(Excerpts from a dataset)
:::::
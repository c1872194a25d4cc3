use crate::auth::{Authenticator, PasswordHasher, SessionCookie};
use crate::store::{RecordStore, SessionStore};
use std::sync::Arc;

/// Shared state for the web handlers
#[derive(Clone)]
pub struct BaseHandler {
    pub sessions: Arc<dyn SessionStore>,
    pub records: Arc<dyn RecordStore>,
    pub auth: Authenticator,
    pub cookie: SessionCookie,
}

impl BaseHandler {
    pub fn new(
        sessions: Arc<dyn SessionStore>,
        records: Arc<dyn RecordStore>,
        hasher: PasswordHasher,
        cookie: SessionCookie,
    ) -> Self {
        let auth = Authenticator::new(sessions.clone(), records.clone(), hasher);
        Self {
            sessions,
            records,
            auth,
            cookie,
        }
    }
}
// Copyright PingCAP Inc. 2025.
//
// This program is free software; you can redistribute it and/or modify
// it under the terms of the GNU General Public License as published by
// the Free Software Foundation; version 2 of the License.
//
// This program is distributed in the hope that it will be useful,
// but WITHOUT ANY WARRANTY; without even the implied warranty of
// MERCHANTABILITY or FITNESS FOR A PARTICULAR PURPOSE. See the
// GNU General Public License for more details.
//
// You should have received a copy of the GNU General Public License along
// with this program; if not, write to the Free Software Foundation, Inc.,
// 51 Franklin Street, Fifth Floor, Boston, MA 02110-1301 USA.

use gatehouse::config::SessionConfig;
use gatehouse::lifecycle::SessionService;
use gatehouse::store::{SessionId, StoreError};
use std::time::Duration;
use tokio::time::sleep;

/// 3 minute lifetime; the sweeper is kept out of the way unless a test asks for it.
fn config(sweep_interval_secs: u64) -> SessionConfig {
    SessionConfig {
        lifetime_secs: 180,
        sweep_interval_secs,
        stop_grace_ms: 1,
        ..SessionConfig::default()
    }
}

#[tokio::test(start_paused = true)]
async fn fresh_session_is_empty_with_token() {
    let service = SessionService::start(&config(3600));
    let store = service.store();

    let id = store.create().await.unwrap();
    let data = store.load_store(&id).await.unwrap();
    assert!(data.is_empty());
    assert!(!data.consistency_token.is_empty());

    service.stop().await;
}

#[tokio::test(start_paused = true)]
async fn create_save_load_delete() {
    let service = SessionService::start(&config(3600));
    let store = service.store();

    let id = store.create().await.unwrap();
    let mut data = store.load_store(&id).await.unwrap();
    data.insert("user_id", "bob");
    store.save_store(&id, data).await.unwrap();

    let data = store.load_store(&id).await.unwrap();
    assert_eq!(data.get("user_id"), Some("bob"));

    store.delete(&id).await.unwrap();
    assert_eq!(store.load_store(&id).await.unwrap_err(), StoreError::NotFound);
    assert_eq!(store.delete(&id).await.unwrap_err(), StoreError::NotFound);

    service.stop().await;
}

#[tokio::test(start_paused = true)]
async fn concurrent_saves_lose_to_first_writer() {
    let service = SessionService::start(&config(3600));
    let store = service.store();
    let id = store.create().await.unwrap();

    let mut first = store.load_store(&id).await.unwrap();
    let mut second = store.load_store(&id).await.unwrap();
    assert_eq!(first.consistency_token, second.consistency_token);

    first.insert("step", "1");
    store.save_store(&id, first).await.unwrap();

    second.insert("step", "2");
    assert_eq!(
        store.save_store(&id, second).await.unwrap_err(),
        StoreError::InvalidToken
    );

    let data = store.load_store(&id).await.unwrap();
    assert_eq!(data.get("step"), Some("1"));

    // The fresh token from the latest load is accepted
    store.save_store(&id, data).await.unwrap();

    service.stop().await;
}

#[tokio::test(start_paused = true)]
async fn save_extends_expiry() {
    let service = SessionService::start(&config(3600));
    let store = service.store();
    let id = store.create().await.unwrap();
    let data = store.load_store(&id).await.unwrap();

    sleep(Duration::from_secs(100)).await;
    store.save_store(&id, data).await.unwrap();

    // Past the expiry set at creation, inside the one set by the save
    sleep(Duration::from_secs(150)).await;
    assert!(store.load_store(&id).await.is_ok());

    service.stop().await;
}

#[tokio::test(start_paused = true)]
async fn load_slides_expiry() {
    let service = SessionService::start(&config(3600));
    let store = service.store();
    let id = store.create().await.unwrap();

    for _ in 0..5 {
        sleep(Duration::from_secs(120)).await;
        store.load_store(&id).await.unwrap();
    }

    sleep(Duration::from_secs(181)).await;
    assert_eq!(store.load_store(&id).await.unwrap_err(), StoreError::NotFound);

    service.stop().await;
}

#[tokio::test(start_paused = true)]
async fn expired_session_is_invisible_before_sweep() {
    let service = SessionService::start(&config(3600));
    let store = service.store();
    let id = store.create().await.unwrap();
    let data = store.load_store(&id).await.unwrap();

    sleep(Duration::from_secs(200)).await;

    assert_eq!(store.load_store(&id).await.unwrap_err(), StoreError::NotFound);
    assert_eq!(
        store.save_store(&id, data).await.unwrap_err(),
        StoreError::NotFound
    );
    assert_eq!(store.delete(&id).await.unwrap_err(), StoreError::NotFound);

    // Still held until a sweep runs
    assert_eq!(store.count().await.unwrap(), 1);
    assert_eq!(store.delete_expired().await.unwrap(), 1);
    assert_eq!(store.count().await.unwrap(), 0);

    service.stop().await;
}

#[tokio::test(start_paused = true)]
async fn delete_expired_is_idempotent() {
    let service = SessionService::start(&config(3600));
    let store = service.store();
    store.create().await.unwrap();
    store.create().await.unwrap();

    sleep(Duration::from_secs(181)).await;
    let live = store.create().await.unwrap();

    assert_eq!(store.delete_expired().await.unwrap(), 2);
    assert_eq!(store.delete_expired().await.unwrap(), 0);
    assert_eq!(store.count().await.unwrap(), 1);
    assert!(store.load_store(&live).await.is_ok());

    service.stop().await;
}

#[tokio::test(start_paused = true)]
async fn sweeper_purges_only_expired() {
    let service = SessionService::start(&config(60));
    let store = service.store();

    let old = store.create().await.unwrap();
    sleep(Duration::from_secs(130)).await;
    let young = store.create().await.unwrap();

    // old expires at 180, swept at 240; young lives until 310
    sleep(Duration::from_secs(120)).await;

    assert_eq!(store.count().await.unwrap(), 1);
    assert_eq!(store.load_store(&old).await.unwrap_err(), StoreError::NotFound);
    assert!(store.load_store(&young).await.is_ok());

    service.stop().await;
}

#[tokio::test(start_paused = true)]
async fn lifecycle_counters_track_store_activity() {
    let service = SessionService::start(&config(3600));
    let store = service.store();
    let metrics = service.metrics();

    let kept = store.create().await.unwrap();
    let dropped = store.create().await.unwrap();
    store.delete(&dropped).await.unwrap();
    assert!(store.delete(&dropped).await.is_err());

    sleep(Duration::from_secs(181)).await;
    assert_eq!(store.delete_expired().await.unwrap(), 1);
    assert_eq!(store.load_store(&kept).await.unwrap_err(), StoreError::NotFound);

    assert_eq!(metrics.get_sessions_created(), 2);
    assert_eq!(metrics.get_sessions_deleted(), 1);
    assert_eq!(metrics.get_sessions_swept(), 1);

    service.stop().await;
}

#[tokio::test]
async fn unknown_id_is_not_found() {
    let service = SessionService::start(&config(3600));
    let store = service.store();

    let id = SessionId::from("no-such-session");
    assert_eq!(store.load_store(&id).await.unwrap_err(), StoreError::NotFound);

    service.stop().await;
}

#[tokio::test]
async fn stopped_store_reports_other() {
    let service = SessionService::start(&config(3600));
    let store = service.store();
    service.stop().await;

    assert!(matches!(store.create().await, Err(StoreError::Other(_))));
}
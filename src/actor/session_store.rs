// Copyright PingCAP Inc. 2025.
//
// This program is free software; you can redistribute it and/or modify
// it under the terms of the GNU General Public License as published by
// the Free Software Foundation; version 2 of the License.
//
// This program is distributed in the hope that it will be useful,
// but WITHOUT ANY WARRANTY; without even the implied warranty of
// MERCHANTABILITY or FITNESS FOR A PARTICULAR PURPOSE. See the
// GNU General Public License for more details.
//
// You should have received a copy of the GNU General Public License along
// with this program; if not, write to the Free Software Foundation, Inc.,
// 51 Franklin Street, Fifth Floor, Boston, MA 02110-1301 USA.

//! Session store actor
//!
//! Owns the session map. Commands are handled one at a time, so the map
//! needs no lock. Expired entries stay in the map, invisible to callers,
//! until a `DeleteExpired` sweep removes them.

use std::collections::HashMap;
use std::sync::Arc;
use std::time::Duration;
use tokio::sync::{mpsc, oneshot};
use tokio::time::Instant;

use crate::actor::messages::SessionCommand;
use crate::actor::metrics::Metrics;
use crate::observability::metrics as prom_metrics;
use crate::store::{ConsistencyToken, SessionData, SessionId, StoreError};

/// Default session lifetime, extended on every load and save.
pub const DEFAULT_SESSION_LIFETIME: Duration = Duration::from_secs(3 * 60);

struct Entry {
    data: SessionData,
    expires_at: Instant,
}

impl Entry {
    fn is_expired(&self, now: Instant) -> bool {
        now > self.expires_at
    }
}

pub struct SessionStoreActor {
    sessions: HashMap<SessionId, Entry>,

    lifetime: Duration,

    /// Incoming command channel
    rx: mpsc::Receiver<SessionCommand>,

    /// Fires (or is dropped) to stop the loop
    stop_rx: oneshot::Receiver<()>,

    metrics: Arc<Metrics>,
}

impl SessionStoreActor {
    pub fn new(
        lifetime: Duration,
        rx: mpsc::Receiver<SessionCommand>,
        stop_rx: oneshot::Receiver<()>,
        metrics: Arc<Metrics>,
    ) -> Self {
        Self {
            sessions: HashMap::new(),
            lifetime,
            rx,
            stop_rx,
            metrics,
        }
    }

    /// Run the actor event loop
    ///
    /// Stops when the stop signal fires or every sender is gone. The stop
    /// branch is checked first, so nothing queued behind it is handled.
    pub async fn run(mut self) {
        tracing::info!(lifetime_secs = self.lifetime.as_secs(), "SessionStoreActor started");

        loop {
            tokio::select! {
                biased;

                _ = &mut self.stop_rx => break,

                cmd = self.rx.recv() => match cmd {
                    Some(cmd) => self.handle(cmd),
                    None => break,
                },
            }
        }

        tracing::info!(remaining = self.sessions.len(), "SessionStoreActor stopped");
    }

    fn handle(&mut self, cmd: SessionCommand) {
        self.metrics.inc_message_received();
        let op = cmd.name();
        let op_start = std::time::Instant::now();

        let result = match cmd {
            SessionCommand::Create { reply } => {
                let res = Ok(self.handle_create());
                let _ = reply.send(res.clone());
                res.map(|_| ())
            }

            SessionCommand::LoadStore { id, reply } => {
                let res = self.handle_load_store(&id);
                let outcome = res.as_ref().map(|_| ()).map_err(|e| e.clone());
                let _ = reply.send(res);
                outcome
            }

            SessionCommand::SaveStore { id, data, reply } => {
                let res = self.handle_save_store(&id, data);
                let _ = reply.send(res.clone());
                res
            }

            SessionCommand::Delete { id, reply } => {
                let res = self.handle_delete(&id);
                let _ = reply.send(res.clone());
                res
            }

            SessionCommand::DeleteExpired { reply } => {
                let removed = self.handle_delete_expired();
                let _ = reply.send(Ok(removed));
                Ok(())
            }

            SessionCommand::Count { reply } => {
                let _ = reply.send(Ok(self.sessions.len()));
                Ok(())
            }
        };

        self.metrics.record_outcome(result.is_ok());
        let label = match &result {
            Ok(()) => "ok",
            Err(e) => e.kind(),
        };
        prom_metrics::record_store_command("session", op, label, op_start.elapsed().as_secs_f64());
        prom_metrics::set_sessions_active(self.sessions.len());
    }

    fn handle_create(&mut self) -> SessionId {
        let id = SessionId::generate();
        let expires_at = Instant::now() + self.lifetime;
        self.sessions.insert(
            id.clone(),
            Entry {
                data: SessionData::new(ConsistencyToken::generate()),
                expires_at,
            },
        );
        self.metrics.inc_sessions_created();
        tracing::debug!(session = %id, "session created");
        id
    }

    /// Look up a live entry. Expired entries read as absent.
    fn live_entry(&mut self, id: &SessionId, now: Instant) -> Result<&mut Entry, StoreError> {
        match self.sessions.get_mut(id) {
            Some(entry) if !entry.is_expired(now) => Ok(entry),
            _ => Err(StoreError::NotFound),
        }
    }

    fn handle_load_store(&mut self, id: &SessionId) -> Result<SessionData, StoreError> {
        let now = Instant::now();
        let lifetime = self.lifetime;
        let entry = self.live_entry(id, now)?;
        entry.expires_at = now + lifetime;
        tracing::debug!(session = %id, values = entry.data.values.len(), "session loaded");
        Ok(entry.data.clone())
    }

    fn handle_save_store(&mut self, id: &SessionId, data: SessionData) -> Result<(), StoreError> {
        let now = Instant::now();
        let lifetime = self.lifetime;
        let entry = self.live_entry(id, now)?;
        if entry.data.consistency_token != data.consistency_token {
            tracing::debug!(session = %id, "stale consistency token");
            return Err(StoreError::InvalidToken);
        }
        entry.data = SessionData {
            values: data.values,
            consistency_token: ConsistencyToken::generate(),
        };
        entry.expires_at = now + lifetime;
        tracing::debug!(session = %id, values = entry.data.values.len(), "session saved");
        Ok(())
    }

    fn handle_delete(&mut self, id: &SessionId) -> Result<(), StoreError> {
        self.live_entry(id, Instant::now())?;
        self.sessions.remove(id);
        self.metrics.inc_sessions_deleted();
        tracing::debug!(session = %id, "session deleted");
        Ok(())
    }

    fn handle_delete_expired(&mut self) -> usize {
        let now = Instant::now();
        let before = self.sessions.len();
        self.sessions.retain(|id, entry| {
            let expired = entry.is_expired(now);
            if expired {
                tracing::debug!(session = %id, "expired session removed");
            }
            !expired
        });
        let removed = before - self.sessions.len();
        self.metrics.add_sessions_swept(removed as u64);
        removed
    }
}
:::::
■ Brief: An exact copy of the data is needed, running from its first line through the line that holds "pub struct BaseHandler", and nothing beyond that.

■ Answer section:
repository c1872194a25d4cc3
use crate::auth::{Authenticator, PasswordHasher, SessionCookie};
use crate::store::{RecordStore, SessionStore};
use std::sync::Arc;

/// Shared state for the web handlers
#[derive(Clone)]
pub struct BaseHandler {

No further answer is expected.